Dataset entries
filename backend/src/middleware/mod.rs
pub mod auth;
pub mod request_id;

pub use auth::*;
pub use request_id::*;
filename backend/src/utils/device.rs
//! Device identification for session exclusivity.
//!
//! The fingerprint is a coarse heuristic: clients behind the same NAT with
//! identical browser builds collide, and a user-agent upgrade produces a new
//! id. Clients that need a stable identity should send an explicit device id,
//! which always wins over the fingerprint.

use axum::http::{header::USER_AGENT, HeaderMap};
use base64::{engine::general_purpose::STANDARD, Engine as _};
use sha2::{Digest, Sha256};

/// Derives a stable device id from the user agent and client IP.
pub fn fingerprint(user_agent: &str, ip_address: &str) -> String {
    let mut hasher = Sha256::new();
    hasher.update(user_agent.as_bytes());
    hasher.update(ip_address.as_bytes());
    STANDARD.encode(hasher.finalize())
}

/// Returns the trimmed explicit device id when one was supplied, otherwise
/// falls back to the request fingerprint.
pub fn resolve_device_id(hint: Option<&str>, user_agent: &str, ip_address: &str) -> String {
    match hint.map(str::trim) {
        Some(id) if !id.is_empty() => id.to_string(),
        _ => fingerprint(user_agent, ip_address),
    }
}

pub fn extract_user_agent(headers: &HeaderMap) -> String {
    headers
        .get(USER_AGENT)
        .and_then(|v| v.to_str().ok())
        .map(|agent| agent.trim().to_string())
        .filter(|agent| !agent.is_empty())
        .unwrap_or_else(|| "unknown".to_string())
}

/// Client IP as seen through proxies: first x-forwarded-for entry, then
/// x-real-ip, then "unknown".
pub fn extract_client_ip(headers: &HeaderMap) -> String {
    if let Some(value) = headers.get("x-forwarded-for").and_then(|v| v.to_str().ok()) {
        if let Some(ip) = value
            .split(',')
            .next()
            .map(|ip| ip.trim().to_string())
            .filter(|ip| !ip.is_empty())
        {
            return ip;
        }
    }
    headers
        .get("x-real-ip")
        .and_then(|v| v.to_str().ok())
        .map(|ip| ip.trim().to_string())
        .filter(|ip| !ip.is_empty())
        .unwrap_or_else(|| "unknown".to_string())
}
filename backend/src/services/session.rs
//! Login, logout and validation flows on top of the session store.
//!
//! Failure policy: anything that prevents the service from proving a claim
//! is treated as a denial. A login that cannot be persisted returns an
//! error and the issued token is discarded, never handed to the caller.

use std::sync::Arc;

use chrono::{DateTime, Duration, Utc};

use crate::models::session::Session;
use crate::repositories::user::UserStore;
use crate::services::session_store::{
    RemoveOutcome, SessionStore, SessionStoreError, StoreOutcome,
};
use crate::services::token_issuer::TokenIssuer;
use crate::utils::device::resolve_device_id;
use crate::utils::password::verify_password;

/// Everything a login decision needs, collected by the transport layer.
#[derive(Debug, Clone)]
pub struct LoginAttempt {
    pub username: String,
    pub password: String,
    /// Client-supplied device identifier; fingerprinted from user agent and
    /// address when absent.
    pub device_id: Option<String>,
    pub user_agent: String,
    pub ip_address: String,
}

#[derive(Debug, Clone)]
pub struct LoginSuccess {
    pub token: String,
    pub refresh_token: String,
    pub expires_at: DateTime<Utc>,
    pub username: String,
}

/// Login failures, worded exactly as they are shown to clients. Credential
/// and existence failures share one message so the response does not leak
/// which usernames exist.
#[derive(Debug, Clone, Copy, PartialEq, Eq, thiserror::Error)]
pub enum LoginError {
    #[error("Invalid username or password")]
    InvalidCredentials,
    #[error("User is already logged in on this device")]
    AlreadyLoggedInOnDevice,
    #[error("Failed to create session")]
    SessionCreationFailed,
}

pub struct SessionService {
    users: Arc<dyn UserStore>,
    issuer: Arc<dyn TokenIssuer>,
    store: Arc<dyn SessionStore>,
    session_ttl: Duration,
}

impl SessionService {
    pub fn new(
        users: Arc<dyn UserStore>,
        issuer: Arc<dyn TokenIssuer>,
        store: Arc<dyn SessionStore>,
        session_ttl: Duration,
    ) -> Self {
        Self {
            users,
            issuer,
            store,
            session_ttl,
        }
    }

    /// Runs the full login pipeline: credentials, device exclusivity, token
    /// issuance and persistence. The session token is only returned once
    /// the store has accepted the record.
    pub async fn login(&self, attempt: LoginAttempt) -> Result<LoginSuccess, LoginError> {
        let user = match self.users.find_active_by_username(&attempt.username).await {
            Ok(Some(user)) => user,
            Ok(None) => {
                tracing::warn!(username = %attempt.username, "login rejected: unknown or inactive user");
                return Err(LoginError::InvalidCredentials);
            }
            Err(err) => {
                tracing::error!(username = %attempt.username, error = ?err, "account lookup failed during login");
                return Err(LoginError::SessionCreationFailed);
            }
        };

        match verify_password(&attempt.password, &user.password_hash) {
            Ok(true) => {}
            Ok(false) => {
                tracing::warn!(user_id = %user.id, "login rejected: password mismatch");
                return Err(LoginError::InvalidCredentials);
            }
            Err(err) => {
                tracing::error!(user_id = %user.id, error = ?err, "password verification failed");
                return Err(LoginError::SessionCreationFailed);
            }
        }

        let device_id = resolve_device_id(
            attempt.device_id.as_deref(),
            &attempt.user_agent,
            &attempt.ip_address,
        );

        match self.store.is_logged_in_on_device(&user.id, &device_id).await {
            Ok(false) => {}
            Ok(true) => {
                tracing::warn!(
                    user_id = %user.id,
                    device_id = %device_id,
                    "login rejected: device already has a live session"
                );
                return Err(LoginError::AlreadyLoggedInOnDevice);
            }
            Err(err) => {
                tracing::error!(user_id = %user.id, error = %err, "device check failed during login");
                return Err(LoginError::SessionCreationFailed);
            }
        }

        let token = match self.issuer.issue(&user) {
            Ok(token) => token,
            Err(err) => {
                tracing::error!(user_id = %user.id, error = ?err, "token issuance failed");
                return Err(LoginError::SessionCreationFailed);
            }
        };
        let refresh_token = self.issuer.issue_refresh();

        let now = Utc::now();
        let expiry_time = now + self.session_ttl;
        let session = Session::new(
            user.id.clone(),
            user.username.clone(),
            token.clone(),
            device_id.clone(),
            attempt.user_agent,
            attempt.ip_address,
            now,
            expiry_time,
        );

        // The store re-checks the device slot with a conditional write, so a
        // login racing past the check above still resolves to one winner.
        match self.store.store(&session).await {
            Ok(StoreOutcome::Stored) => {}
            Ok(StoreOutcome::DeviceConflict) => {
                tracing::warn!(
                    user_id = %user.id,
                    device_id = %device_id,
                    "login lost the device slot to a concurrent session"
                );
                return Err(LoginError::AlreadyLoggedInOnDevice);
            }
            Err(err) => {
                tracing::error!(user_id = %user.id, error = %err, "failed to persist session");
                return Err(LoginError::SessionCreationFailed);
            }
        }

        if let Err(err) = self.users.touch_last_login(&user.id).await {
            tracing::warn!(user_id = %user.id, error = ?err, "failed to record last login time");
        }

        tracing::info!(user_id = %user.id, device_id = %device_id, "user logged in");
        Ok(LoginSuccess {
            token,
            refresh_token,
            expires_at: expiry_time,
            username: user.username,
        })
    }

    /// Removes the session for `token`. Logging out a token that is already
    /// gone is a success from the client's point of view; only a store
    /// failure reports `false`.
    pub async fn logout(&self, token: &str) -> bool {
        match self.store.remove(token).await {
            Ok(RemoveOutcome::Removed) => {
                tracing::info!("session terminated");
                true
            }
            Ok(RemoveOutcome::NotFound) => {
                tracing::debug!("logout for a session that no longer exists");
                true
            }
            Err(err) => {
                tracing::error!(error = %err, "failed to remove session");
                false
            }
        }
    }

    /// Checks that the token verifies, its session record exists and is
    /// still usable, and (when given) that it belongs to `expected_device_id`.
    /// Every rejection is logged; any store failure counts as invalid.
    pub async fn validate_session(&self, token: &str, expected_device_id: Option<&str>) -> bool {
        if !self.issuer.verify(token) {
            tracing::warn!("session validation failed: token did not verify");
            return false;
        }

        let session = match self.store.get(token).await {
            Ok(Some(session)) => session,
            Ok(None) => {
                tracing::warn!("session validation failed: no session record");
                return false;
            }
            Err(err) => {
                tracing::error!(error = %err, "session lookup failed during validation");
                return false;
            }
        };

        if !session.is_usable(Utc::now()) {
            tracing::warn!(
                user_id = %session.user_id,
                "session validation failed: session expired or deactivated"
            );
            return false;
        }

        if let Some(expected) = expected_device_id {
            if session.device_id != expected {
                tracing::warn!(
                    user_id = %session.user_id,
                    "session validation failed: device mismatch"
                );
                return false;
            }
        }

        true
    }

    /// Ends every session of the user except those on the current device.
    pub async fn force_logout_other_devices(
        &self,
        user_id: &str,
        current_device_id: &str,
    ) -> Result<usize, SessionStoreError> {
        let removed = self
            .store
            .invalidate_others(user_id, current_device_id)
            .await?;
        tracing::info!(user_id = %user_id, removed, "forced logout on other devices");
        Ok(removed)
    }

    /// Sessions of the user that are still usable right now. Records the
    /// store has not evicted yet but that are past expiry are filtered out.
    pub async fn list_active_sessions(
        &self,
        user_id: &str,
    ) -> Result<Vec<Session>, SessionStoreError> {
        let now = Utc::now();
        let sessions = self.store.list_for_user(user_id).await?;
        Ok(sessions
            .into_iter()
            .filter(|session| session.is_usable(now))
            .collect())
    }

    /// Resolves a bearer token to its live session, for request guards.
    /// Returns `Ok(None)` for anything that should read as "not signed in".
    pub async fn authenticate(&self, token: &str) -> Result<Option<Session>, SessionStoreError> {
        let Some(user_id) = self.issuer.identity_of(token) else {
            return Ok(None);
        };
        let Some(session) = self.store.get(token).await? else {
            return Ok(None);
        };
        if session.user_id != user_id {
            tracing::warn!(
                user_id = %user_id,
                "token identity does not match the stored session"
            );
            return Ok(None);
        }
        if !session.is_usable(Utc::now()) {
            return Ok(None);
        }
        Ok(Some(session))
    }
}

Exercise requirements: Write down every line of the data above that includes the string "warn".

Result of the task:
                tracing::warn!(username = %attempt.username, "login rejected: unknown or inactive user");
                tracing::warn!(user_id = %user.id, "login rejected: password mismatch");
                tracing::warn!(
                tracing::warn!(
            tracing::warn!(user_id = %user.id, error = ?err, "failed to record last login time");
            tracing::warn!("session validation failed: token did not verify");
                tracing::warn!("session validation failed: no session record");
            tracing::warn!(
                tracing::warn!(
            tracing::warn!(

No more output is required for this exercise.